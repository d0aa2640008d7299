//! Retry policy and exponential backoff with jitter.
//!
//! # Example
//!
//! ```rust
//! use quote_pipeline::resilience::{ExponentialBackoff, RetryPolicy};
//! use std::time::Duration;
//!
//! let policy = RetryPolicy {
//!     jitter_factor: 0.0,
//!     ..RetryPolicy::default()
//! };
//! let mut backoff = ExponentialBackoff::new(&policy);
//!
//! assert_eq!(backoff.next_backoff(), Some(Duration::from_millis(100)));
//! assert_eq!(backoff.next_backoff(), Some(Duration::from_millis(200)));
//! ```

use std::time::Duration;

use rand::Rng;
use serde::{Deserialize, Serialize};

/// Retry settings shared by the consumer and the aggregation engine.
#[derive(Debug, Clone, PartialEq, Serialize, Deserialize)]
pub struct RetryPolicy {
    /// Bisection rounds one originating batch may spend (default: 8).
    pub bisection_budget: u32,
    /// Retries after the first attempt for transient failures (default: 5).
    pub max_attempts: u32,
    /// Initial backoff duration (default: 100ms).
    pub initial_backoff: Duration,
    /// Maximum backoff duration (default: 30s).
    pub max_backoff: Duration,
    /// Backoff multiplier for exponential growth (default: 2.0).
    pub backoff_multiplier: f64,
    /// Jitter factor for randomization (default: 0.2 = ±20%).
    pub jitter_factor: f64,
}

impl Default for RetryPolicy {
    fn default() -> Self {
        Self {
            bisection_budget: 8,
            max_attempts: 5,
            initial_backoff: Duration::from_millis(100),
            max_backoff: Duration::from_secs(30),
            backoff_multiplier: 2.0,
            jitter_factor: 0.2,
        }
    }
}

impl RetryPolicy {
    /// A policy that never sleeps, for tests and one-shot tools.
    #[must_use]
    pub const fn immediate(max_attempts: u32, bisection_budget: u32) -> Self {
        Self {
            bisection_budget,
            max_attempts,
            initial_backoff: Duration::ZERO,
            max_backoff: Duration::ZERO,
            backoff_multiplier: 1.0,
            jitter_factor: 0.0,
        }
    }
}

/// Delay sequence for one unit of work: `initial * multiplier^n`, capped,
/// with symmetric jitter. Yields `max_attempts` delays and then `None`.
#[derive(Debug)]
pub struct ExponentialBackoff {
    attempt: u32,
    policy: RetryPolicy,
}

impl ExponentialBackoff {
    /// Start a fresh sequence for `policy`.
    #[must_use]
    pub fn new(policy: &RetryPolicy) -> Self {
        Self {
            attempt: 0,
            policy: policy.clone(),
        }
    }

    /// Delay before the next retry, or `None` once the attempts are spent.
    pub fn next_backoff(&mut self) -> Option<Duration> {
        if !self.has_remaining_attempts() {
            return None;
        }
        let delay = jittered(self.base_delay(), self.policy.jitter_factor).min(self.policy.max_backoff);
        self.attempt += 1;
        Some(delay)
    }

    fn base_delay(&self) -> Duration {
        let exponent = i32::try_from(self.attempt).unwrap_or(i32::MAX);
        let factor = self.policy.backoff_multiplier.powi(exponent);
        let max_secs = self.policy.max_backoff.as_secs_f64();
        let secs = (self.policy.initial_backoff.as_secs_f64() * factor).min(max_secs);
        Duration::try_from_secs_f64(secs).unwrap_or(self.policy.max_backoff)
    }

    /// Delays handed out so far.
    #[must_use]
    pub const fn current_attempt(&self) -> u32 {
        self.attempt
    }

    /// Whether another delay is available.
    #[must_use]
    pub const fn has_remaining_attempts(&self) -> bool {
        self.attempt < self.policy.max_attempts
    }

    /// Start over, e.g. after a success.
    pub const fn reset(&mut self) {
        self.attempt = 0;
    }
}

/// Scale `delay` by a uniform factor in `[1 - jitter, 1 + jitter]`, rounded to
/// whole milliseconds.
fn jittered(delay: Duration, jitter: f64) -> Duration {
    let ms = delay.as_millis() as f64;
    if jitter <= 0.0 || ms == 0.0 {
        return Duration::from_millis(ms as u64);
    }
    let factor = rand::rng().random_range((1.0 - jitter).max(0.0)..=1.0 + jitter);
    Duration::from_millis((ms * factor) as u64)
}

#[cfg(test)]
mod tests {
    use super::*;

    #[test]
    fn test_default_policy() {
        let policy = RetryPolicy::default();
        assert_eq!(policy.bisection_budget, 8);
        assert_eq!(policy.max_attempts, 5);
        assert_eq!(policy.initial_backoff, Duration::from_millis(100));
        assert_eq!(policy.max_backoff, Duration::from_secs(30));
        assert!((policy.backoff_multiplier - 2.0).abs() < f64::EPSILON);
        assert!((policy.jitter_factor - 0.2).abs() < f64::EPSILON);
    }

    #[test]
    fn test_exponential_backoff_sequence() {
        let policy = RetryPolicy {
            jitter_factor: 0.0,
            ..Default::default()
        };
        let mut backoff = ExponentialBackoff::new(&policy);

        assert_eq!(backoff.next_backoff(), Some(Duration::from_millis(100)));
        assert_eq!(backoff.next_backoff(), Some(Duration::from_millis(200)));
        assert_eq!(backoff.next_backoff(), Some(Duration::from_millis(400)));
        assert_eq!(backoff.next_backoff(), Some(Duration::from_millis(800)));
        assert_eq!(backoff.next_backoff(), Some(Duration::from_millis(1600)));

        assert!(backoff.next_backoff().is_none());
    }

    #[test]
    fn test_max_backoff_cap() {
        let policy = RetryPolicy {
            max_attempts: 20,
            initial_backoff: Duration::from_secs(1),
            max_backoff: Duration::from_secs(5),
            backoff_multiplier: 10.0,
            jitter_factor: 0.0,
            ..Default::default()
        };
        let mut backoff = ExponentialBackoff::new(&policy);

        assert_eq!(backoff.next_backoff(), Some(Duration::from_secs(1)));
        assert_eq!(backoff.next_backoff(), Some(Duration::from_secs(5)));
        assert_eq!(backoff.next_backoff(), Some(Duration::from_secs(5)));
    }

    #[test]
    fn test_jitter_stays_in_range() {
        let policy = RetryPolicy {
            max_attempts: 1,
            initial_backoff: Duration::from_millis(1000),
            jitter_factor: 0.2,
            ..Default::default()
        };
        for _ in 0..50 {
            let mut backoff = ExponentialBackoff::new(&policy);
            let delay = backoff.next_backoff().unwrap();
            assert!(delay >= Duration::from_millis(800));
            assert!(delay <= Duration::from_millis(1200));
        }
    }

    #[test]
    fn test_reset() {
        let mut backoff = ExponentialBackoff::new(&RetryPolicy::immediate(1, 0));
        assert!(backoff.next_backoff().is_some());
        assert!(!backoff.has_remaining_attempts());
        backoff.reset();
        assert_eq!(backoff.current_attempt(), 0);
        assert_eq!(backoff.next_backoff(), Some(Duration::ZERO));
    }
}
//! Output Sink Port (Driven Port)
//!
//! Append-only columnar store for aggregate records, partitioned by
//! instrument, date and hour.

use std::time::Duration;

use async_trait::async_trait;
use chrono::NaiveDate;
use serde::{Deserialize, Serialize};

use crate::domain::aggregation::AggregateRecord;
use crate::domain::shared::InstrumentId;
use crate::resilience::TransientError;

/// Finest time partition of the sink layout.
#[derive(Debug, Clone, Copy, PartialEq, Eq, Default, Serialize, Deserialize)]
#[serde(rename_all = "lowercase")]
pub enum PartitionGranularity {
    /// `date=YYYY-MM-DD/hour=HH`.
    #[default]
    Hour,
    /// `date=YYYY-MM-DD`.
    Day,
}

/// Output sink error.
#[derive(Debug, Clone, PartialEq, Eq, thiserror::Error)]
pub enum SinkError {
    /// Storage unavailable or an I/O call failed.
    #[error("Output sink unavailable: {message}")]
    Unavailable {
        /// Error details.
        message: String,
    },

    /// Call exceeded its deadline.
    #[error("Output sink write timed out after {timeout_ms}ms")]
    Timeout {
        /// Deadline in milliseconds.
        timeout_ms: u64,
    },

    /// Record could not be encoded.
    #[error("Failed to encode record: {message}")]
    Encode {
        /// Error details.
        message: String,
    },
}

impl TransientError for SinkError {
    fn is_transient(&self) -> bool {
        matches!(self, Self::Unavailable { .. } | Self::Timeout { .. })
    }

    fn timed_out(after: Duration) -> Self {
        Self::Timeout {
            timeout_ms: u64::try_from(after.as_millis()).unwrap_or(u64::MAX),
        }
    }
}

impl From<std::io::Error> for SinkError {
    fn from(err: std::io::Error) -> Self {
        Self::Unavailable {
            message: err.to_string(),
        }
    }
}

/// Port for aggregate output.
#[async_trait]
pub trait OutputSinkPort: Send + Sync {
    /// Write `record` into its partition. Writing the same
    /// `(instrument, as_of)` again replaces the previous record atomically.
    async fn write_partition(
        &self,
        instrument_id: &InstrumentId,
        date: NaiveDate,
        hour: u32,
        record: &AggregateRecord,
    ) -> Result<(), SinkError>;
}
————
• Action item: Give back, word for word, only the lines above from the line holding "#[derive(Debug)]" to the line holding "let secs = (self.policy.initial_backoff.as_secs_f64()", both included.

• Answer section:
#[derive(Debug)]
pub struct ExponentialBackoff {
    attempt: u32,
    policy: RetryPolicy,
}

impl ExponentialBackoff {
    /// Start a fresh sequence for `policy`.
    #[must_use]
    pub fn new(policy: &RetryPolicy) -> Self {
        Self {
            attempt: 0,
            policy: policy.clone(),
        }
    }

    /// Delay before the next retry, or `None` once the attempts are spent.
    pub fn next_backoff(&mut self) -> Option<Duration> {
        if !self.has_remaining_attempts() {
            return None;
        }
        let delay = jittered(self.base_delay(), self.policy.jitter_factor).min(self.policy.max_backoff);
        self.attempt += 1;
        Some(delay)
    }

    fn base_delay(&self) -> Duration {
        let exponent = i32::try_from(self.attempt).unwrap_or(i32::MAX);
        let factor = self.policy.backoff_multiplier.powi(exponent);
        let max_secs = self.policy.max_backoff.as_secs_f64();
        let secs = (self.policy.initial_backoff.as_secs_f64() * factor).min(max_secs);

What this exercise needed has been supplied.